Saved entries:
-*-*-

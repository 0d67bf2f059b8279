//! Agent Factory
//!
//! Builds and caches one [`SamAgent`] per caller identity so multi-tenant
//! hosts get isolated agents while single-tenant flows keep the previous
//! one-agent-per-process behaviour. The cache key comes from
//! [`RequestContext::cache_key`].
//!
//! Lookup uses double-checked locking: the hot path takes only the shared
//! read lock; the slow path re-checks under the write lock before
//! building, so concurrent first callers for one identity build exactly
//! one agent.

use async_trait::async_trait;
use log::debug;
use std::collections::HashMap;
use std::sync::Arc;
use tokio::sync::RwLock;

use crate::agent::{AgentError, SamAgent};
use crate::context::RequestContext;

/// Builds a fully wired agent for a caller identity. Hosts implement this
/// to pick the provider, system prompt, and per-context overrides.
#[async_trait]
pub trait AgentBuilder: Send + Sync {
    /// Build an agent for this context.
    async fn build(&self, ctx: &RequestContext) -> Result<Arc<SamAgent>, AgentError>;
}

/// Per-context agent cache.
pub struct AgentFactory {
    builder: Arc<dyn AgentBuilder>,
    agents: RwLock<HashMap<String, Arc<SamAgent>>>,
}

impl AgentFactory {
    /// Create a factory over the given builder.
    pub fn new(builder: Arc<dyn AgentBuilder>) -> Self {
        Self {
            builder,
            agents: RwLock::new(HashMap::new()),
        }
    }

    /// Get the cached agent for this context, building it on first use.
    pub async fn get_agent(&self, ctx: &RequestContext) -> Result<Arc<SamAgent>, AgentError> {
        let cache_key = ctx.cache_key().to_string();

        {
            let agents = self.agents.read().await;
            if let Some(agent) = agents.get(&cache_key) {
                return Ok(Arc::clone(agent));
            }
        }

        let mut agents = self.agents.write().await;
        // Re-check inside the lock to avoid duplicate builds.
        if let Some(agent) = agents.get(&cache_key) {
            return Ok(Arc::clone(agent));
        }
        let agent = self.builder.build(ctx).await?;
        agents.insert(cache_key, Arc::clone(&agent));
        Ok(agent)
    }

    /// Number of cached agents.
    pub async fn len(&self) -> usize {
        self.agents.read().await.len()
    }

    /// Whether any agents are cached.
    pub async fn is_empty(&self) -> bool {
        self.len().await == 0
    }

    /// Dispose the cached agent for this context (or the default one).
    /// Close errors are swallowed so teardown always completes.
    pub async fn clear(&self, ctx: &RequestContext) {
        let cache_key = ctx.cache_key().to_string();
        let agent = {
            let mut agents = self.agents.write().await;
            agents.remove(&cache_key)
        };
        if let Some(agent) = agent {
            if let Err(e) = agent.close().await {
                debug!("Failed to close cached agent '{}': {}", cache_key, e);
            }
        }
    }

    /// Dispose every cached agent. One stuck agent cannot block teardown
    /// of the others.
    pub async fn clear_all(&self) {
        let drained: Vec<(String, Arc<SamAgent>)> = {
            let mut agents = self.agents.write().await;
            agents.drain().collect()
        };
        for (cache_key, agent) in drained {
            if let Err(e) = agent.close().await {
                debug!("Failed to close cached agent '{}': {}", cache_key, e);
            }
        }
    }
}

#[cfg(test)]
mod tests {
    use super::*;
    use crate::circuit_breaker::{CircuitBreaker, CircuitBreakerConfig};
    use crate::db::engine::DatabaseEngine;
    use crate::event_bus::EventBus;
    use crate::memory::MemoryStore;
    use crate::provider::{ChatResponse, LLMProvider, Message, ProviderError, ToolDefinition};
    use crate::tool_cache::ToolResultCache;
    use crate::tool_registry::ToolRegistry;
    use std::sync::atomic::{AtomicUsize, Ordering};

    struct NullProvider;

    #[async_trait]
    impl LLMProvider for NullProvider {
        async fn chat(
            &self,
            _messages: &[Message],
            _tools: &[ToolDefinition],
        ) -> Result<ChatResponse, ProviderError> {
            Ok(ChatResponse::default())
        }

        fn model_name(&self) -> &str {
            "null"
        }
    }

    struct CountingBuilder {
        dir: tempfile::TempDir,
        builds: AtomicUsize,
    }

    #[async_trait]
    impl AgentBuilder for CountingBuilder {
        async fn build(&self, _ctx: &RequestContext) -> Result<Arc<SamAgent>, AgentError> {
            self.builds.fetch_add(1, Ordering::SeqCst);
            let url = format!(
                "sqlite:///{}",
                self.dir.path().join("f.db").to_string_lossy()
            );
            let bus = EventBus::new();
            let cache = Arc::new(ToolResultCache::in_memory());
            let registry = Arc::new(ToolRegistry::new(bus.clone(), cache));
            let memory = Arc::new(MemoryStore::new(Arc::new(DatabaseEngine::new(url))));
            let breaker = Arc::new(CircuitBreaker::new(
                "factory-test",
                CircuitBreakerConfig::default(),
            ));
            Ok(Arc::new(SamAgent::new(
                Arc::new(NullProvider),
                registry,
                memory,
                bus,
                breaker,
            )))
        }
    }

    fn factory() -> (Arc<AgentFactory>, Arc<CountingBuilder>) {
        let builder = Arc::new(CountingBuilder {
            dir: tempfile::tempdir().expect("tempdir"),
            builds: AtomicUsize::new(0),
        });
        (
            Arc::new(AgentFactory::new(builder.clone() as Arc<dyn AgentBuilder>)),
            builder,
        )
    }

    #[tokio::test]
    async fn test_same_context_reuses_agent() {
        let (factory, builder) = factory();
        let ctx = RequestContext::new("alice");

        let a = factory.get_agent(&ctx).await.unwrap();
        let b = factory.get_agent(&ctx).await.unwrap();
        assert!(Arc::ptr_eq(&a, &b));
        assert_eq!(builder.builds.load(Ordering::SeqCst), 1);
    }

    #[tokio::test]
    async fn test_distinct_contexts_get_distinct_agents() {
        let (factory, builder) = factory();
        let a = factory.get_agent(&RequestContext::new("alice")).await.unwrap();
        let b = factory.get_agent(&RequestContext::new("bob")).await.unwrap();
        assert!(!Arc::ptr_eq(&a, &b));
        assert_eq!(builder.builds.load(Ordering::SeqCst), 2);
        assert_eq!(factory.len().await, 2);
    }

    #[tokio::test]
    async fn test_concurrent_first_callers_build_once() {
        let (factory, builder) = factory();
        let mut handles = Vec::new();
        for _ in 0..8 {
            let factory = Arc::clone(&factory);
            handles.push(tokio::spawn(async move {
                factory.get_agent(&RequestContext::new("alice")).await.unwrap()
            }));
        }
        for handle in handles {
            handle.await.unwrap();
        }
        assert_eq!(builder.builds.load(Ordering::SeqCst), 1);
    }

    #[tokio::test]
    async fn test_clear_and_clear_all() {
        let (factory, builder) = factory();
        let ctx = RequestContext::new("alice");
        let _ = factory.get_agent(&ctx).await.unwrap();
        factory.clear(&ctx).await;
        assert!(factory.is_empty().await);

        let _ = factory.get_agent(&ctx).await.unwrap();
        let _ = factory.get_agent(&RequestContext::new("bob")).await.unwrap();
        factory.clear_all().await;
        assert!(factory.is_empty().await);
        assert_eq!(builder.builds.load(Ordering::SeqCst), 3);
    }
}
impl SamAgent {
    /// Assemble an agent from its collaborators.
    pub fn new(
        provider: Arc<dyn LLMProvider>,
        registry: Arc<ToolRegistry>,
        memory: Arc<MemoryStore>,
        bus: EventBus,
        breaker: Arc<CircuitBreaker>,
    ) -> Self {
        Self {
            system_prompt: String::new(),
            max_iterations: DEFAULT_MAX_ITERATIONS,
            provider,
            registry,
            memory,
            bus,
            breaker,
            session_stats: Mutex::new(SessionStats::default()),
        }
    }

    /// Set the system prompt prepended to fresh sessions (builder
    /// pattern).
    pub fn with_system_prompt(mut self, prompt: impl Into<String>) -> Self {
        self.system_prompt = prompt.into();
        self
    }

    /// Override the iteration budget (builder pattern).
    pub fn with_max_iterations(mut self, max_iterations: u32) -> Self {
        self.max_iterations = max_iterations.max(1);
        self
    }

    /// Snapshot the agent's cumulative token counters.
    pub async fn session_stats(&self) -> SessionStats {
        *self.session_stats.lock().await
    }

    /// The tool registry this agent dispatches through.
    pub fn registry(&self) -> &Arc<ToolRegistry> {
        &self.registry
    }

    /// The memory store backing this agent's sessions.
    pub fn memory(&self) -> &Arc<MemoryStore> {
        &self.memory
    }

    /// Release per-agent resources. Shared engines are owned by
    /// [`Core`](crate::core::Core) and stay untouched.
    pub async fn close(&self) -> Result<(), AgentError> {
        debug!("Agent closed");
        Ok(())
    }

    /// Run one prompt against a session and return the assistant text.
    ///
    /// `publish_final_event=false` suppresses the terminal `agent.message`
    /// event — the streaming web adapter sets this because it publishes
    /// its own after simulating delta streaming.
    pub async fn run(
        &self,
        prompt: &str,
        session_id: &str,
        ctx: &RequestContext,
        publish_final_event: bool,
    ) -> Result<String, AgentError> {
        // Tool dispatch and events key off the run's session id, whatever
        // the caller put in the context.
        let ctx = if ctx.session_id.as_deref() == Some(session_id) {
            ctx.clone()
        } else {
            let mut ctx = ctx.clone();
            ctx.session_id = Some(session_id.to_string());
            ctx
        };
        let user_id = ctx.user_id.clone();

        self.publish_status(session_id, &user_id, AgentStatusState::Start, None, None, None)
            .await;

        match self
            .run_inner(prompt, session_id, &ctx, publish_final_event)
            .await
        {
            Ok(text) => {
                self.publish_status(
                    session_id,
                    &user_id,
                    AgentStatusState::Finish,
                    None,
                    None,
                    None,
                )
                .await;
                Ok(text)
            }
            Err(e) => {
                self.publish_status(
                    session_id,
                    &user_id,
                    AgentStatusState::Finish,
                    Some(e.to_string()),
                    None,
                    None,
                )
                .await;
                Err(e)
            }
        }
    }

    async fn run_inner(
        &self,
        prompt: &str,
        session_id: &str,
        ctx: &RequestContext,
        publish_final_event: bool,
    ) -> Result<String, AgentError> {
        let user_id = ctx.user_id.clone();

        let mut history = self
            .memory
            .load_messages(session_id)
            .await
            .map_err(|e| AgentError::Memory(e.to_string()))?;

        // New messages accumulate here and hit memory only on clean
        // completion, so a cancelled run leaves no partial state.
        let mut new_messages: Vec<Message> = Vec::new();

        if history.is_empty() && !self.system_prompt.is_empty() {
            let system = Message::new(Role::System, self.system_prompt.clone());
            history.push(system.clone());
            new_messages.push(system);
        }
        let user_message = Message::new(Role::User, prompt);
        history.push(user_message.clone());
        new_messages.push(user_message);

        let mut final_text: Option<String> = None;

        for iteration in 1..=self.max_iterations {
            self.publish_status(
                session_id,
                &user_id,
                AgentStatusState::Thinking,
                None,
                Some(iteration),
                None,
            )
            .await;

            let tools = self.registry.tool_definitions();
            let response = self
                .chat_via_breaker(&history, &tools, session_id, &user_id)
                .await?;

            if response.tool_calls.is_empty() {
                final_text = Some(response.content);
                break;
            }

            let tool_calls = response.tool_calls.clone();
            let assistant =
                Message::assistant_with_tool_calls(response.content, response.tool_calls);
            history.push(assistant.clone());
            new_messages.push(assistant);

            for call in &tool_calls {
                self.publish_status(
                    session_id,
                    &user_id,
                    AgentStatusState::ToolCall,
                    None,
                    Some(iteration),
                    Some(call.name.clone()),
                )
                .await;
            }

            // Fan out concurrently; join_all preserves declaration order
            // in its results, so history stays deterministic even when a
            // later call finishes first.
            let dispatches = tool_calls.iter().map(|call| {
                let registry = Arc::clone(&self.registry);
                async move {
                    registry
                        .call(&call.name, call.arguments.clone(), ctx, &call.id)
                        .await
                }
            });
            let results = join_all(dispatches).await;

            for (call, result) in tool_calls.iter().zip(results) {
                let content = match result {
                    Ok(value) => value.to_string(),
                    // A failing tool does not fail the loop: the error
                    // becomes an observation the model can react to.
                    Err(e) => {
                        warn!("Tool '{}' failed: {}", call.name, e);
                        serde_json::json!({ "error": e.to_string() }).to_string()
                    }
                };
                let message = Message::tool_result(call.id.clone(), content);
                history.push(message.clone());
                new_messages.push(message);
            }

            self.publish_status(
                session_id,
                &user_id,
                AgentStatusState::ToolDone,
                None,
                Some(iteration),
                None,
            )
            .await;
        }

        let final_text = match final_text {
            Some(text) => text,
            None => {
                // Iteration budget exhausted: one last call with tool
                // schemas disabled forces a textual answer.
                self.publish_status(
                    session_id,
                    &user_id,
                    AgentStatusState::Fallback,
                    Some("max iterations reached".to_string()),
                    Some(self.max_iterations),
                    None,
                )
                .await;
                let response = self
                    .chat_via_breaker(&history, &[], session_id, &user_id)
                    .await?;
                response.content
            }
        };

        new_messages.push(Message::new(Role::Assistant, final_text.clone()));
        self.memory
            .append_messages(session_id, &new_messages)
            .await
            .map_err(|e| AgentError::Memory(e.to_string()))?;

        let usage_snapshot = {
            let mut stats = self.session_stats.lock().await;
            stats.turns += 1;
            *stats
        };

        if publish_final_event {
            let payload = AgentMessagePayload {
                session_id: session_id.to_string(),
                user_id: user_id.clone(),
                content: final_text.clone(),
                usage: serde_json::to_value(usage_snapshot).unwrap_or(Value::Null),
            };
            self.bus
                .publish(names::AGENT_MESSAGE, to_value(&payload))
                .await;
        }

        Ok(final_text)
    }

    /// One provider round-trip wrapped in the circuit breaker, with usage
    /// accounting and the `llm.usage` event.
    async fn chat_via_breaker(
        &self,
        history: &[Message],
        tools: &[ToolDefinition],
        session_id: &str,
        user_id: &str,
    ) -> Result<ChatResponse, AgentError> {
        let response = self
            .breaker
            .call(self.provider.chat(history, tools))
            .await
            .map_err(|e| match e {
                CircuitBreakerError::Open(name) => AgentError::CircuitOpen(name),
                CircuitBreakerError::Timeout(name) => AgentError::ProviderTimeout(name),
                CircuitBreakerError::Inner(ProviderError::Timeout(msg)) => {
                    AgentError::ProviderTimeout(msg)
                }
                CircuitBreakerError::Inner(ProviderError::Api(msg)) => AgentError::Provider(msg),
            })?;

        let usage = response.usage.unwrap_or_default();
        {
            let mut stats = self.session_stats.lock().await;
            stats.prompt_tokens += usage.prompt_tokens;
            stats.completion_tokens += usage.completion_tokens;
            stats.total_tokens += usage.total_tokens;
        }

        let payload = LlmUsagePayload {
            session_id: session_id.to_string(),
            user_id: user_id.to_string(),
            usage: serde_json::to_value(usage).unwrap_or(Value::Null),
            context_length: estimate_context_tokens(history),
        };
        self.bus.publish(names::LLM_USAGE, to_value(&payload)).await;

        Ok(response)
    }

    async fn publish_status(
        &self,
        session_id: &str,
        user_id: &str,
        state: AgentStatusState,
        message: Option<String>,
        iteration: Option<u32>,
        name: Option<String>,
    ) {
        let payload = AgentStatusPayload {
            session_id: session_id.to_string(),
            user_id: user_id.to_string(),
            state,
            message,
            iteration,
            name,
        };
        self.bus.publish(names::AGENT_STATUS, to_value(&payload)).await;
    }

    /// Publish a partial content chunk for this session. Used by the
    /// streaming web adapter.
    pub(crate) async fn publish_delta(&self, session_id: &str, user_id: &str, content: &str) {
        let payload = AgentDeltaPayload {
            session_id: session_id.to_string(),
            user_id: user_id.to_string(),
            content: content.to_string(),
        };
        self.bus.publish(names::AGENT_DELTA, to_value(&payload)).await;
    }

    /// Publish the terminal message event for this session. Used by the
    /// streaming web adapter after simulated delta streaming.
    pub(crate) async fn publish_message(&self, session_id: &str, user_id: &str, content: &str) {
        let usage = self.session_stats().await;
        let payload = AgentMessagePayload {
            session_id: session_id.to_string(),
            user_id: user_id.to_string(),
            content: content.to_string(),
            usage: serde_json::to_value(usage).unwrap_or(Value::Null),
        };
        self.bus.publish(names::AGENT_MESSAGE, to_value(&payload)).await;
    }

    /// The bus this agent publishes on.
    pub fn bus(&self) -> &EventBus {
        &self.bus
    }
}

-*-*-

- DIRECTIONS FOR THIS TASK -
Say how many lines in the records above hold "pattern", and give no other text.

- REPLY -
2